The buccal fat pad is a unique facial structure located in the deep midface area whose exact function remains uncertain. What makes it unique is that it is an encapsulated fat collection that has its own pedicle blood supply. Being a discrete fat mass in the face that can be readily accessed it has long been a target for removal for the effect of reductive cheek contouring. While once widely condemned for fear of its potential adverse long term facial effects it is become more mainstream today and more commonly performed. (although patient selection is critical to avoid creating a gaunt facial appearance)
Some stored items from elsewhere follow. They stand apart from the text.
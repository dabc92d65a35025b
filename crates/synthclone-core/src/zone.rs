//! Zones: sample slots addressed by MIDI attributes.

use std::cmp::Ordering;
use std::collections::BTreeMap;
use std::sync::Arc;

use serde::{Deserialize, Serialize};

use crate::error::SessionError;
use crate::sample::Sample;

/// A 7-bit MIDI data byte.
pub type MidiData = u8;

/// Largest valid MIDI data value.
pub const MIDI_VALUE_MAX: MidiData = 0x7f;

/// Number of MIDI continuous controllers.
pub const CONTROL_COUNT: usize = 0x80;

/// What a zone is currently doing.
#[derive(
    Debug,
    Clone,
    Copy,
    PartialEq,
    Eq,
    Hash,
    Default,
    PartialOrd,
    Ord,
    Serialize,
    Deserialize,
    strum::Display,
)]
#[serde(rename_all = "snake_case")]
pub enum ZoneStatus {
    /// Idle.
    #[default]
    #[strum(to_string = "normal")]
    Normal,
    /// The effect chain is producing a wet sample.
    #[strum(to_string = "generating wet sample")]
    GeneratingWetSample,
    /// The dry sample is being played back.
    #[strum(to_string = "playing dry sample")]
    PlayingDrySample,
    /// The wet sample is being played back.
    #[strum(to_string = "playing wet sample")]
    PlayingWetSample,
    /// The sampler is capturing the dry sample.
    #[strum(to_string = "sampling")]
    Sampling,
}

/// A single zone.
///
/// The selection flag and queue membership are stored by the session, not
/// here. Samples are shared through `Arc` so zone snapshots stay cheap.
#[derive(Debug, Clone, PartialEq, Serialize, Deserialize)]
pub struct Zone {
    /// Polyphonic aftertouch, if sent.
    #[serde(default)]
    pub aftertouch: Option<MidiData>,
    /// MIDI channel (1..=16).
    pub channel: MidiData,
    /// Channel pressure, if sent.
    #[serde(default)]
    pub channel_pressure: Option<MidiData>,
    /// Controller values sent before the note.
    #[serde(default)]
    pub controls: BTreeMap<MidiData, MidiData>,
    /// Note number.
    pub note: MidiData,
    /// Note-on velocity (1..=127).
    pub velocity: MidiData,
    /// Seconds recorded after note-off.
    pub release_time: f32,
    /// Seconds recorded in total.
    pub sample_time: f32,
    /// Current activity.
    #[serde(skip)]
    pub status: ZoneStatus,
    /// Recorded sample.
    #[serde(skip)]
    pub dry_sample: Option<Arc<Sample>>,
    /// Dry sample no longer matches the zone's MIDI attributes.
    #[serde(default)]
    pub dry_sample_stale: bool,
    /// Sample produced by the effect chain.
    #[serde(skip)]
    pub wet_sample: Option<Arc<Sample>>,
    /// Wet sample no longer matches the dry sample or the effect chain.
    #[serde(default)]
    pub wet_sample_stale: bool,
}

impl Default for Zone {
    fn default() -> Self {
        Self {
            aftertouch: None,
            channel: 1,
            channel_pressure: None,
            controls: BTreeMap::new(),
            note: 0x3c,
            velocity: MIDI_VALUE_MAX,
            release_time: 1.0,
            sample_time: 5.0,
            status: ZoneStatus::Normal,
            dry_sample: None,
            dry_sample_stale: false,
            wet_sample: None,
            wet_sample_stale: false,
        }
    }
}

/// Identifies one zone attribute, for visibility, sorting and change events.
#[derive(
    Debug,
    Clone,
    Copy,
    PartialEq,
    Eq,
    Hash,
    PartialOrd,
    Ord,
    Serialize,
    Deserialize,
    strum::IntoStaticStr,
)]
#[serde(rename_all = "snake_case")]
#[strum(serialize_all = "snake_case")]
pub enum ZoneField {
    Aftertouch,
    Channel,
    ChannelPressure,
    Control(MidiData),
    DrySample,
    Note,
    ReleaseTime,
    SampleTime,
    Status,
    Velocity,
    WetSample,
}

/// A new value for one zone attribute.
#[derive(Debug, Clone, PartialEq)]
pub enum ZoneValue {
    Aftertouch(Option<MidiData>),
    Channel(MidiData),
    ChannelPressure(Option<MidiData>),
    Control(MidiData, Option<MidiData>),
    DrySample(Option<Arc<Sample>>),
    Note(MidiData),
    ReleaseTime(f32),
    SampleTime(f32),
    Status(ZoneStatus),
    Velocity(MidiData),
    WetSample(Option<Arc<Sample>>),
}

impl ZoneValue {
    /// The attribute this value targets.
    pub fn field(&self) -> ZoneField {
        match self {
            Self::Aftertouch(_) => ZoneField::Aftertouch,
            Self::Channel(_) => ZoneField::Channel,
            Self::ChannelPressure(_) => ZoneField::ChannelPressure,
            Self::Control(control, _) => ZoneField::Control(*control),
            Self::DrySample(_) => ZoneField::DrySample,
            Self::Note(_) => ZoneField::Note,
            Self::ReleaseTime(_) => ZoneField::ReleaseTime,
            Self::SampleTime(_) => ZoneField::SampleTime,
            Self::Status(_) => ZoneField::Status,
            Self::Velocity(_) => ZoneField::Velocity,
            Self::WetSample(_) => ZoneField::WetSample,
        }
    }

    /// Check the value against the attribute's valid range.
    pub fn validate(&self) -> Result<(), SessionError> {
        fn midi(field: &'static str, value: MidiData, min: MidiData) -> Result<(), SessionError> {
            if (min..=MIDI_VALUE_MAX).contains(&value) {
                Ok(())
            } else {
                Err(SessionError::InvalidMidiData {
                    field,
                    value: i64::from(value),
                })
            }
        }

        match *self {
            Self::Aftertouch(Some(v)) => midi("aftertouch", v, 0),
            Self::ChannelPressure(Some(v)) => midi("channel pressure", v, 0),
            Self::Channel(v) if !(1..=16).contains(&v) => Err(SessionError::InvalidMidiData {
                field: "channel",
                value: i64::from(v),
            }),
            Self::Control(control, value) => {
                midi("control", control, 0)?;
                value.map_or(Ok(()), |v| midi("control value", v, 0))
            }
            Self::Note(v) => midi("note", v, 0),
            Self::Velocity(v) => midi("velocity", v, 1),
            Self::ReleaseTime(t) if !(t.is_finite() && t >= 0.0) => {
                Err(SessionError::InvalidZoneProperty {
                    field: "release time",
                    message: format!("{t} is not a non-negative number of seconds"),
                })
            }
            Self::SampleTime(t) if !(t.is_finite() && t > 0.0) => {
                Err(SessionError::InvalidZoneProperty {
                    field: "sample time",
                    message: format!("{t} is not a positive number of seconds"),
                })
            }
            _ => Ok(()),
        }
    }
}

impl Zone {
    /// Apply a validated value.
    ///
    /// Returns the attributes that changed, in order. A MIDI change marks the
    /// dry sample stale; a new dry sample clears that flag and marks the wet
    /// sample stale.
    pub fn apply(&mut self, value: ZoneValue) -> Result<Vec<ZoneField>, SessionError> {
        value.validate()?;
        let field = value.field();
        let changed = match value {
            ZoneValue::Aftertouch(v) => replace(&mut self.aftertouch, v),
            ZoneValue::Channel(v) => replace(&mut self.channel, v),
            ZoneValue::ChannelPressure(v) => replace(&mut self.channel_pressure, v),
            ZoneValue::Control(control, v) => {
                let old = match v {
                    Some(v) => self.controls.insert(control, v),
                    None => self.controls.remove(&control),
                };
                old != v
            }
            ZoneValue::DrySample(v) => {
                let changed = !same_sample(&self.dry_sample, &v);
                self.dry_sample = v;
                if changed {
                    self.dry_sample_stale = false;
                }
                changed
            }
            ZoneValue::Note(v) => replace(&mut self.note, v),
            ZoneValue::ReleaseTime(v) => replace(&mut self.release_time, v),
            ZoneValue::SampleTime(v) => replace(&mut self.sample_time, v),
            ZoneValue::Status(v) => replace(&mut self.status, v),
            ZoneValue::Velocity(v) => replace(&mut self.velocity, v),
            ZoneValue::WetSample(v) => {
                let changed = !same_sample(&self.wet_sample, &v);
                self.wet_sample = v;
                if changed {
                    self.wet_sample_stale = false;
                }
                changed
            }
        };
        if !changed {
            return Ok(Vec::new());
        }

        let mut fields = vec![field];
        if field.is_midi() || matches!(field, ZoneField::ReleaseTime | ZoneField::SampleTime) {
            self.dry_sample_stale = true;
        }
        if field == ZoneField::DrySample {
            self.wet_sample_stale = true;
            fields.push(ZoneField::WetSample);
        }
        Ok(fields)
    }

    /// Value of a controller, if one is sent.
    pub fn control(&self, control: MidiData) -> Option<MidiData> {
        self.controls.get(&control).copied()
    }
}

impl ZoneField {
    /// Check whether the field is a MIDI attribute that shapes the dry sample.
    pub fn is_midi(self) -> bool {
        matches!(
            self,
            Self::Aftertouch
                | Self::Channel
                | Self::ChannelPressure
                | Self::Control(_)
                | Self::Note
                | Self::Velocity
        )
    }

    /// Human-readable field name.
    pub fn name(self) -> &'static str {
        self.into()
    }
}

fn replace<T: PartialEq>(slot: &mut T, value: T) -> bool {
    if *slot == value {
        false
    } else {
        *slot = value;
        true
    }
}

fn same_sample(a: &Option<Arc<Sample>>, b: &Option<Arc<Sample>>) -> bool {
    match (a, b) {
        (Some(a), Some(b)) => Arc::ptr_eq(a, b),
        (None, None) => true,
        _ => false,
    }
}

/// Ordering used by zone sorting.
pub trait ZoneComparer {
    /// Compare two zones.
    fn compare(&self, a: &Zone, b: &Zone) -> Ordering;
}

impl<F> ZoneComparer for F
where
    F: Fn(&Zone, &Zone) -> Ordering,
{
    fn compare(&self, a: &Zone, b: &Zone) -> Ordering {
        self(a, b)
    }
}

impl ZoneComparer for ZoneField {
    fn compare(&self, a: &Zone, b: &Zone) -> Ordering {
        match *self {
            Self::Aftertouch => a.aftertouch.cmp(&b.aftertouch),
            Self::Channel => a.channel.cmp(&b.channel),
            Self::ChannelPressure => a.channel_pressure.cmp(&b.channel_pressure),
            Self::Control(control) => a.control(control).cmp(&b.control(control)),
            Self::DrySample => sample_key(&a.dry_sample).total_cmp(&sample_key(&b.dry_sample)),
            Self::Note => a.note.cmp(&b.note),
            Self::ReleaseTime => a.release_time.total_cmp(&b.release_time),
            Self::SampleTime => a.sample_time.total_cmp(&b.sample_time),
            Self::Status => a.status.cmp(&b.status),
            Self::Velocity => a.velocity.cmp(&b.velocity),
            Self::WetSample => sample_key(&a.wet_sample).total_cmp(&sample_key(&b.wet_sample)),
        }
    }
}

// Zones without a sample sort first, then by duration.
fn sample_key(sample: &Option<Arc<Sample>>) -> f64 {
    sample.as_ref().map_or(-1.0, |s| s.duration())
}
#[test]
fn test_add_target_scenario() {
    let session = Session::new();
    let (key, ctx) = activated(&session, Rc::new(Plain), "com.example.p");

    let t = ctx.add_target(StubTarget::new("T", false), Some(0));
    let t2 = ctx.add_target(StubTarget::new("T2", false), Some(0));

    assert_eq!(ctx.target_count(), 2);
    assert_eq!(ctx.target_at(0), Some(t2.id()));
    assert_eq!(ctx.target_index(t.id()), Some(1));

    session.remove_participant(key);
    assert_eq!(session.target_count(), 0);
    assert!(t.is_unregistered());
    assert!(t2.is_unregistered());
    assert!(ctx.is_closed());
}

#[test]
fn test_registration_fires_once_after_removal() {
    let session = Session::new();
    let (_key, ctx) = activated(&session, Rc::new(Plain), "com.example.p");
    let reg = ctx.add_effect(NullEffect::new(), None);
    let fired = Rc::new(Cell::new(0));

    let (weak, f) = (Rc::downgrade(&session), Rc::clone(&fired));
    let id = reg.id();
    reg.on_unregistered(move |subject, effect| {
        let session = weak.upgrade().unwrap();
        assert_eq!(subject, id);
        assert!(session.effect(subject).is_none());
        assert_eq!(session.effect_count(), 0);
        assert_eq!(effect.name(), "Null");
        f.set(f.get() + 1);
    });

    session.remove_effect(id);
    assert_eq!(fired.get(), 1);
    assert!(reg.is_unregistered());
}

#[test]
fn test_teardown_order() {
    let session = Session::new();
    let log = record(
        &session,
        &[
            EventKind::ParticipantRemoved,
            EventKind::EffectRemoved,
            EventKind::MenuActionRemoved,
        ],
    );
    let participant = Scripted(|ctx: &Context| {
        ctx.add_participant(Rc::new(Plain), "child");
        let effect = ctx.add_effect(NullEffect::new(), None);
        ctx.add_menu_action(
            MenuAction::new("Remove"),
            MenuLocation::Effect(effect.id()),
            &[],
        );
    });
    let (key, _ctx) = activated(&session, Rc::new(participant), "com.example.p");
    assert_eq!(session.participant_count(Some(key)), 1);
    assert_eq!(session.menu_action_count(), 1);

    log.borrow_mut().clear();
    session.deactivate_participant(key);

    assert_eq!(
        *log.borrow(),
        ["ParticipantRemoved", "MenuActionRemoved", "EffectRemoved"]
    );
    assert_eq!(session.participant_count(Some(key)), 0);
    assert_eq!(session.effect_count(), 0);
    assert_eq!(session.menu_action_count(), 0);
    assert!(session.has_participant(key));
}

#[test]
fn test_teardown_skips_objects_already_removed() {
    let session = Session::new();
    let (key, ctx) = activated(&session, Rc::new(Plain), "com.example.p");

    let effects: Vec<_> = (0..3)
        .map(|_| ctx.add_effect(NullEffect::new(), None))
        .collect();
    let separator = ctx.add_menu_separator(MenuSeparator::new(), Menu::Tools, &["Sub"]);
    let sampler = ctx.add_sampler(IdleSampler::new(None)).unwrap();

    session.remove_effect(effects[1].id());
    session.remove_menu_separator(separator.id());
    let (_other, other_ctx) = activated(&session, Rc::new(Plain), "com.example.q");
    other_ctx.add_effect(NullEffect::new(), None);

    session.deactivate_participant(key);
    assert_eq!(session.effect_count(), 1);
    assert!(effects.iter().all(|e| e.is_unregistered()));
    assert!(sampler.is_unregistered());
    assert_eq!(session.sampler_id(), None);
    assert_eq!(session.menu_separator_count(), 0);
}

#[test]
fn test_effects_removed_highest_index_first() {
    let session = Session::new();
    let removed = Rc::new(RefCell::new(Vec::new()));
    let r = Rc::clone(&removed);
    session.subscribe(EventKind::RemovingEffect, move |event| {
        if let SessionEvent::RemovingEffect { index, .. } = event {
            r.borrow_mut().push(*index);
        }
    });

    let (key, ctx) = activated(&session, Rc::new(Plain), "com.example.p");
    ctx.add_effect(NullEffect::new(), None);
    ctx.add_effect(NullEffect::new(), Some(0));
    ctx.add_effect(NullEffect::new(), Some(1));
    session.deactivate_participant(key);

    assert_eq!(*removed.borrow(), [2, 1, 0]);
}

#[test]
fn test_relay_attaches_once_per_kind() {
    let session = Session::new();
    let (_key, ctx) = activated(&session, Rc::new(Plain), "com.example.p");
    let kind = EventKind::ZoneAdded;
    let baseline = session.bus().listener_count(kind);
    assert!(!ctx.is_relaying(kind));

    let hits = Rc::new(Cell::new(0));
    let (h1, h2) = (Rc::clone(&hits), Rc::clone(&hits));
    let a = ctx.subscribe(kind, move |_| h1.set(h1.get() + 1));
    assert!(ctx.is_relaying(kind));
    assert_eq!(session.bus().listener_count(kind), baseline + 1);

    let b = ctx.subscribe(kind, move |_| h2.set(h2.get() + 1));
    assert_eq!(session.bus().listener_count(kind), baseline + 1);

    session.add_zone(None);
    assert_eq!(hits.get(), 2);

    assert!(ctx.unsubscribe(a));
    assert!(ctx.is_relaying(kind));
    assert!(ctx.unsubscribe(b));
    assert!(!ctx.is_relaying(kind));
    assert_eq!(session.bus().listener_count(kind), baseline);

    session.add_zone(None);
    assert_eq!(hits.get(), 2);
}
In the March 2023 issue of the journal Plastic and Reconstructive Surgery an article in this topic was published entitled ‘The Five Ds for Safe and Effective Buccal Fat Removal’. In this paper the authors review five critical steps in the procedure which include: 1) intraoral incision location with awareness of the location of the parotid duct, 2) the use of blunt dissection to avoid prominent blood vessels that lie anterior to the fat pad, 3) gentle traction delivery of the most easily mobilized part of the fat pad, 4) electrocautery at the base of the stalk removal, and 5) single suture closure.
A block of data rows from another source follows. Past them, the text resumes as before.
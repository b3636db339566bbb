//! Map-link resolver: orchestrates matchers, short-link expansion and geocoding.
//!
//! Link flow:  matchers → (short link: HEAD → re-parse, bounded hops) → (address: forward geocode) → error
//! Site flow:  parse link → navigation link → reverse geocode (best effort)

use super::matchers::{self, LinkMatch};
use super::navigation::generate_maps_link;
use super::providers::{self, Transport, UreqTransport};
use super::types::{Coordinate, LinkError, LinkParseResult, ParsedLink, SiteLocation};
use crate::config::ResolverConfig;

/// Stateless resolver: immutable configuration plus a transport.
pub struct MapLinkResolver<T = UreqTransport> {
    transport: T,
    config: ResolverConfig,
}

impl MapLinkResolver<UreqTransport> {
    pub fn new(config: ResolverConfig) -> Self {
        let transport = UreqTransport::new(&config);
        Self { transport, config }
    }
}

impl<T: Transport> MapLinkResolver<T> {
    /// Create a resolver over a specific transport (for testing or sharing).
    pub fn with_transport(config: ResolverConfig, transport: T) -> Self {
        Self { transport, config }
    }

    pub fn config(&self) -> &ResolverConfig {
        &self.config
    }

    /// Resolve a pasted map link to coordinates.
    pub fn parse_map_link(&self, input: &str) -> LinkParseResult {
        self.parse_with_hops(input, 0)
    }

    /// Same as [`parse_map_link`](Self::parse_map_link) for a possibly absent field.
    pub fn parse_optional(&self, input: Option<&str>) -> LinkParseResult {
        match input {
            Some(s) => self.parse_map_link(s),
            None => Err(LinkError::InvalidInput("no link provided".into())),
        }
    }

    /// Follow a short link's redirects and parse where it lands.
    pub fn expand_short_link(&self, url: &str) -> LinkParseResult {
        let url = url.trim();
        if url.is_empty() {
            return Err(LinkError::InvalidInput("empty link".into()));
        }
        self.expand_with_hops(url, 0)
    }

    /// Address text → coordinate, first candidate only.
    pub fn geocode_address(&self, address: &str) -> Result<Coordinate, LinkError> {
        let address = address.trim();
        if address.is_empty() {
            return Err(LinkError::InvalidInput("empty address".into()));
        }
        providers::nominatim_search(&self.transport, &self.config, address)
    }

    /// Coordinate → human-readable address.
    pub fn reverse_geocode(&self, lat: f64, lng: f64) -> Result<String, LinkError> {
        if !lat.is_finite() || !lng.is_finite() {
            return Err(LinkError::InvalidInput("coordinates are not numeric".into()));
        }
        providers::nominatim_reverse(&self.transport, &self.config, lat, lng)
    }

    /// Parse a link for a site record: coordinates, navigation link and an address.
    ///
    /// The address comes from the link when it carries one, otherwise from a
    /// reverse lookup. A failed lookup leaves it empty rather than failing the call.
    pub fn resolve_site_location(&self, link: &str) -> Result<SiteLocation, LinkError> {
        let parsed = self.parse_map_link(link)?;
        let maps_link = generate_maps_link(parsed.lat, parsed.lng);

        let address = match parsed.address {
            Some(address) => Some(address),
            None => match self.reverse_geocode(parsed.lat, parsed.lng) {
                Ok(address) => Some(address),
                Err(e) => {
                    tracing::warn!(error = %e, lat = parsed.lat, lng = parsed.lng, "no address for site");
                    None
                }
            },
        };

        Ok(SiteLocation {
            lat: parsed.lat,
            lng: parsed.lng,
            address,
            maps_link,
        })
    }

    fn parse_with_hops(&self, input: &str, hops: usize) -> LinkParseResult {
        let input = input.trim();
        if input.is_empty() {
            return Err(LinkError::InvalidInput("empty link".into()));
        }

        match matchers::match_link(input) {
            Some(LinkMatch::Coordinates(link)) => Ok(link),
            Some(LinkMatch::ShortLink(url)) => self.expand_with_hops(&url, hops),
            Some(LinkMatch::AddressQuery(address)) => {
                self.geocode_address(&address).map(ParsedLink::from)
            }
            None => Err(LinkError::UnrecognizedFormat),
        }
    }

    fn expand_with_hops(&self, url: &str, hops: usize) -> LinkParseResult {
        if hops >= self.config.max_redirect_hops {
            tracing::warn!(url, hops, "short link hop limit reached");
            return Err(LinkError::ShortLinkExpansion);
        }

        let Some(request) = matchers::normalize_url(url) else {
            tracing::warn!(url, "short link is not a URL");
            return Err(LinkError::ShortLinkExpansion);
        };

        let resolved = self.transport.resolve_redirect(&request).map_err(|e| {
            tracing::warn!(url, error = %e, "short link expansion failed");
            LinkError::ShortLinkExpansion
        })?;

        if matchers::normalize_url(&resolved).as_deref() == Some(request.as_str()) {
            tracing::warn!(url, "short link did not redirect");
            return Err(LinkError::ShortLinkExpansion);
        }
        tracing::debug!(from = url, to = %resolved, "expanded short link");

        match self.parse_with_hops(&resolved, hops + 1) {
            Err(LinkError::UnrecognizedFormat) | Err(LinkError::InvalidInput(_)) => {
                Err(LinkError::ShortLinkExpansion)
            }
            other => other,
        }
    }
}
//! Pattern matchers over raw map-link text.
//!
//! Order: `q=` → `ll=` → `/place/<name>/@lat,lng` → `@lat,lng` → short-link host → `address=`.
//! The first matcher that produces a usable result wins; there is no scoring.

use std::sync::LazyLock;

use regex::Regex;
use url::Url;

use super::types::{Coordinate, ParsedLink};

/// Hosts that only redirect to the real map URL.
const SHORTENER_HOSTS: &[&str] = &["goo.gl", "g.co"];

static Q_PARAM: LazyLock<Regex> = LazyLock::new(|| {
    Regex::new(r"[?&]q=([-+\d.]+)(?:,|%2[Cc])\s*([-+\d.]+)").expect("q regex should compile")
});

static LL_PARAM: LazyLock<Regex> = LazyLock::new(|| {
    Regex::new(r"[?&]ll=([-+\d.]+)(?:,|%2[Cc])\s*([-+\d.]+)").expect("ll regex should compile")
});

static PLACE_SEGMENT: LazyLock<Regex> = LazyLock::new(|| {
    Regex::new(r"/place/([^/]+)/@([-+\d.]+),([-+\d.]+)").expect("place regex should compile")
});

static AT_SEGMENT: LazyLock<Regex> = LazyLock::new(|| {
    Regex::new(r"@([-+\d.]+),([-+\d.]+)").expect("at regex should compile")
});

static ADDRESS_PARAM: LazyLock<Regex> = LazyLock::new(|| {
    Regex::new(r"[?&]address=([^&#]+)").expect("address regex should compile")
});

/// What a link turned out to be, before any network work.
#[derive(Debug, Clone, PartialEq)]
pub enum LinkMatch {
    /// Coordinates embedded in the link.
    Coordinates(ParsedLink),
    /// A shortener URL that must be expanded first.
    ShortLink(String),
    /// A free-text address that must be forward-geocoded.
    AddressQuery(String),
}

/// Run the matchers in order against `input`.
pub fn match_link(input: &str) -> Option<LinkMatch> {
    if let Some(link) = match_query_coords(input) {
        tracing::debug!(matcher = "query", "matched map link");
        return Some(LinkMatch::Coordinates(link));
    }
    if let Some(link) = match_place(input) {
        tracing::debug!(matcher = "place", "matched map link");
        return Some(LinkMatch::Coordinates(link));
    }
    if let Some(link) = match_at(input) {
        tracing::debug!(matcher = "at", "matched map link");
        return Some(LinkMatch::Coordinates(link));
    }
    if let Some(url) = short_link_url(input) {
        tracing::debug!(matcher = "short_link", "matched map link");
        return Some(LinkMatch::ShortLink(url));
    }
    if let Some(address) = match_address_param(input) {
        tracing::debug!(matcher = "address", "matched map link");
        return Some(LinkMatch::AddressQuery(address));
    }
    None
}

/// `?q=lat,lng`, then `?ll=lat,lng`.
pub fn match_query_coords(input: &str) -> Option<ParsedLink> {
    [&*Q_PARAM, &*LL_PARAM].into_iter().find_map(|re| {
        let caps = re.captures(input)?;
        parse_pair(&caps[1], &caps[2]).map(ParsedLink::from)
    })
}

/// `/place/<name>/@lat,lng`, keeping the decoded place name.
pub fn match_place(input: &str) -> Option<ParsedLink> {
    let caps = PLACE_SEGMENT.captures(input)?;
    let coord = parse_pair(&caps[2], &caps[3])?;
    let name = decode_component(&caps[1]);
    Some(ParsedLink {
        lat: coord.lat,
        lng: coord.lng,
        address: if name.trim().is_empty() { None } else { Some(name) },
    })
}

/// `@lat,lng` anywhere in the path or fragment. Trailing zoom (`,15z`) is ignored.
pub fn match_at(input: &str) -> Option<ParsedLink> {
    let caps = AT_SEGMENT.captures(input)?;
    parse_pair(&caps[1], &caps[2]).map(ParsedLink::from)
}

/// True when the link's host is a known map-link shortener.
pub fn is_short_link(input: &str) -> bool {
    short_link_url(input).is_some()
}

/// The absolute URL to expand when `input` is on a shortener host.
pub fn short_link_url(input: &str) -> Option<String> {
    let url = lenient_url(input)?;
    let host = url.host_str()?.to_lowercase();
    SHORTENER_HOSTS
        .iter()
        .any(|s| host == *s || host.ends_with(&format!(".{s}")))
        .then(|| url.to_string())
}

/// `input` as an absolute URL, with `https://` assumed when the scheme is missing.
pub fn normalize_url(input: &str) -> Option<String> {
    lenient_url(input).map(String::from)
}

/// Decoded value of an `address=` query parameter.
pub fn match_address_param(input: &str) -> Option<String> {
    let caps = ADDRESS_PARAM.captures(input)?;
    let address = decode_component(&caps[1]);
    let address = address.trim();
    if address.is_empty() {
        None
    } else {
        Some(address.to_string())
    }
}

/// Lowercased host of a link, tolerating a missing scheme.
pub(crate) fn host_of(input: &str) -> Option<String> {
    lenient_url(input)?.host_str().map(str::to_lowercase)
}

fn lenient_url(input: &str) -> Option<Url> {
    let input = input.trim();
    Url::parse(input)
        .or_else(|_| Url::parse(&format!("https://{input}")))
        .ok()
}

/// Parse a matched numeric pair. Unparsable, non-finite or out-of-range values are no match.
fn parse_pair(lat: &str, lng: &str) -> Option<Coordinate> {
    let lat: f64 = lat.parse().ok()?;
    let lng: f64 = lng.parse().ok()?;
    Coordinate::new(lat, lng).ok()
}

/// Percent-decode a URL component, turning `+` into spaces.
fn decode_component(raw: &str) -> String {
    // form_urlencoded splits on raw '&' and '='; put them back so the component survives
    url::form_urlencoded::parse(raw.as_bytes())
        .map(|(k, v)| if v.is_empty() { k.into_owned() } else { format!("{k}={v}") })
        .collect::<Vec<_>>()
        .join("&")
}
Having removed over 500 buccal fat pads in the past 30 years I can certainly testify that these are important surgical principles for the buccal lipectomy procedure to which I can add the following observations I have learned. 1) Keep the intraoral vestibular incision small, usually not more than 5mms to start. (more of a puncture site) There is no reason to make it any bigger as the mucosa will stretch as a hemostat is inserted to perform the blunt dissection down to the buccal fat pad. 2) In doing the blunt dissection be aware that there are other smaller fat collections anterior to the buccal fat pad which to the inexperienced may lead them to erroneously believe it is the buccal fat pad. I have seen numerous patients who have had prior buccal lipectomies only to find a completely untouched fat pad present. 3) In opening the capsule of the buccal fat pad by blunt dissection the globular fat will literally herniate out. It can then be gently teased out through the small mucosal incision. Don’t pull, let the herniation do most of the work. What comes out easily is what should be removed. Since it has a vascular pedicle electrocautery at the amputation location is important to avoid a postoperative hematoma.
In this paper the authors recommend what I consider unnecessary postoperative management although they are certainly not harmful. I have never used mouthwashes or dietary restrictions afterward. They may have benefit if one doesn’t close the intraoral incision. But with closure the incision sits high up in the vestibule where it is out of the way from the trauma of mastication.